Sociologists have long looked at population issues as central to understanding human interactions. Below we will look at four theories about population that inform sociological thought: Malthusian, zero population growth, cornucopian, and demographic transition theories.
Thomas Malthus (1766–1834) was an English clergyman who made dire predictions about earth’s ability to sustain its growing population. According to Malthusian theory , three factors would control human population that exceeded the earth’s carrying capacity , or how many people can live in a given area considering the amount of available resources. He identified these factors as war, famine, and disease (Malthus 1798). He termed these “positive checks” because they increased mortality rates, thus keeping the population in check, so to speak. These are countered by “preventative checks,” which also seek to control the population, but by reducing fertility rates; preventive checks include birth control and celibacy. Thinking practically, Malthus saw that people could only produce so much food in a given year, yet the population was increasing at an exponential rate. Eventually, he thought people would run out of food and begin to starve. They would go to war over the increasingly scarce resources, reduce the population to a manageable level, and the cycle would begin anew.
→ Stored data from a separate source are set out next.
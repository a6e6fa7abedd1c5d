use chrono::Utc;
use serde::{Deserialize, Serialize};

use super::{now_ms, TimerKind};
use crate::events::Event;

pub const MAX_LAPS: usize = 99;

#[derive(Debug, Clone, Default, PartialEq, Serialize, Deserialize)]
pub struct Stopwatch {
    pub is_running: bool,
    pub is_paused: bool,
    pub elapsed_ms: u64,
    /// Split times in milliseconds from the start.
    pub laps: Vec<u64>,
    /// Wall-clock time spent paused during this run.
    pub paused_ms: u64,
    #[serde(default)]
    paused_since_ms: Option<u64>,
}

impl Stopwatch {
    pub fn start(&mut self) -> bool {
        if self.is_running {
            return false;
        }
        if let Some(since) = self.paused_since_ms.take() {
            self.paused_ms = self
                .paused_ms
                .saturating_add(now_ms().saturating_sub(since));
        }
        self.is_running = true;
        self.is_paused = false;
        true
    }

    pub fn stop(&mut self) -> bool {
        if !self.is_running {
            return false;
        }
        self.is_running = false;
        self.is_paused = true;
        self.paused_since_ms = Some(now_ms());
        true
    }

    pub fn reset(&mut self) {
        *self = Self::default();
    }

    /// Record the current elapsed time as a split.
    pub fn add_lap(&mut self) -> Option<Event> {
        if self.elapsed_ms == 0 || self.laps.len() >= MAX_LAPS {
            return None;
        }
        self.laps.push(self.elapsed_ms);
        Some(Event::LapRecorded {
            lap: self.laps.len(),
            split_ms: self.elapsed_ms,
            at: Utc::now(),
        })
    }

    /// Individual lap durations (difference between consecutive splits).
    pub fn lap_durations(&self) -> Vec<u64> {
        let mut prev = 0;
        self.laps
            .iter()
            .map(|&split| {
                let d = split.saturating_sub(prev);
                prev = split;
                d
            })
            .collect()
    }

    pub fn tick(&mut self, delta_ms: u64, _events: &mut Vec<Event>) {
        if self.is_running {
            self.elapsed_ms = self.elapsed_ms.saturating_add(delta_ms);
        }
    }

    pub(crate) fn session_end(&self) -> Option<Event> {
        if self.elapsed_ms == 0 {
            return None;
        }
        Some(Event::SessionEnded {
            kind: TimerKind::Stopwatch,
            duration_ms: self.elapsed_ms,
            completed: true,
            laps: (!self.laps.is_empty()).then(|| self.laps.clone()),
            name: None,
            at: Utc::now(),
        })
    }
}
mod blobs;
mod config;
pub mod database;
mod dotpath;
pub mod stats;
mod store;

pub use blobs::{due_alarms, Alarm, ClockSettings, PomodoroSettings};
pub use config::{
    AudioConfig, Config, EngineConfig, NotificationBackendKind, NotificationsConfig, ServerConfig,
};
pub use database::Database;
pub use stats::{Achievement, UserStats};
pub use store::{ExportData, HistoryEntry, Preferences, Store, Theme, HISTORY_LIMIT};

use std::path::PathBuf;

use crate::error::ConfigError;

/// Storage keys of the JSON blobs in the key-value table.
pub mod keys {
    pub const PREFERENCES: &str = "preferences";
    pub const HISTORY: &str = "history";
    pub const USER_STATS: &str = "user_stats";
    pub const TIMER_STATES: &str = "timer_states";
    pub const ALARMS: &str = "alarms";
    pub const CLOCK_SETTINGS: &str = "clock_settings";
    pub const POMODORO_SETTINGS: &str = "pomodoro_settings";
}

/// Returns the data directory, creating it if needed.
///
/// `TIMEKEEP_HOME` overrides the location. Otherwise `~/.config/timekeep`,
/// or `~/.config/timekeep-dev` when `TIMEKEEP_ENV=dev`.
///
/// # Errors
/// Returns an error if creating the directory fails.
pub fn data_dir() -> Result<PathBuf, ConfigError> {
    let dir = match std::env::var_os("TIMEKEEP_HOME") {
        Some(home) => PathBuf::from(home),
        None => {
            let base_dir = dirs::home_dir()
                .unwrap_or_else(|| PathBuf::from("."))
                .join(".config");
            let env = std::env::var("TIMEKEEP_ENV").unwrap_or_else(|_| "production".to_string());
            if env == "dev" {
                base_dir.join("timekeep-dev")
            } else {
                base_dir.join("timekeep")
            }
        }
    };

    std::fs::create_dir_all(&dir)
        .map_err(|e| ConfigError::DataDir(format!("{}: {e}", dir.display())))?;
    Ok(dir)
}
Of course, this has not exactly happened. The human population has continued to grow long past Malthus’s predictions. So what happened? Why didn’t we die off? There are three reasons that sociologists suggest we continue to expand the population of our planet. First, technological increases in food production have increased both the amount and quality of calories we can produce per person. Second, human ingenuity has developed new medicine to curtail death through disease. Finally, the development and widespread use of contraception and other forms of family planning have decreased the speed at which our population increases. But what about the future? Some still believe that Malthus was correct and that ample resources to support the earth’s population will soon run out.
A neo-Malthusian researcher named Paul Ehrlich brought Malthus’s predictions into the 20th century. However, according to Ehrlich, it is the environment, not specifically the food supply, that will play a crucial role in the continued health of planet’s population (Ehrlich 1968). His ideas suggest that the human population is moving rapidly toward complete environmental collapse, as privileged people use up or pollute a number of environmental resources, such as water and air. He advocated for a goal of zero population growth (ZPG), in which the number of people entering a population through birth or immigration is equal to the number of people leaving it via death or emigration. While support for this concept is mixed, it is still considered a possible solution to global overpopulation.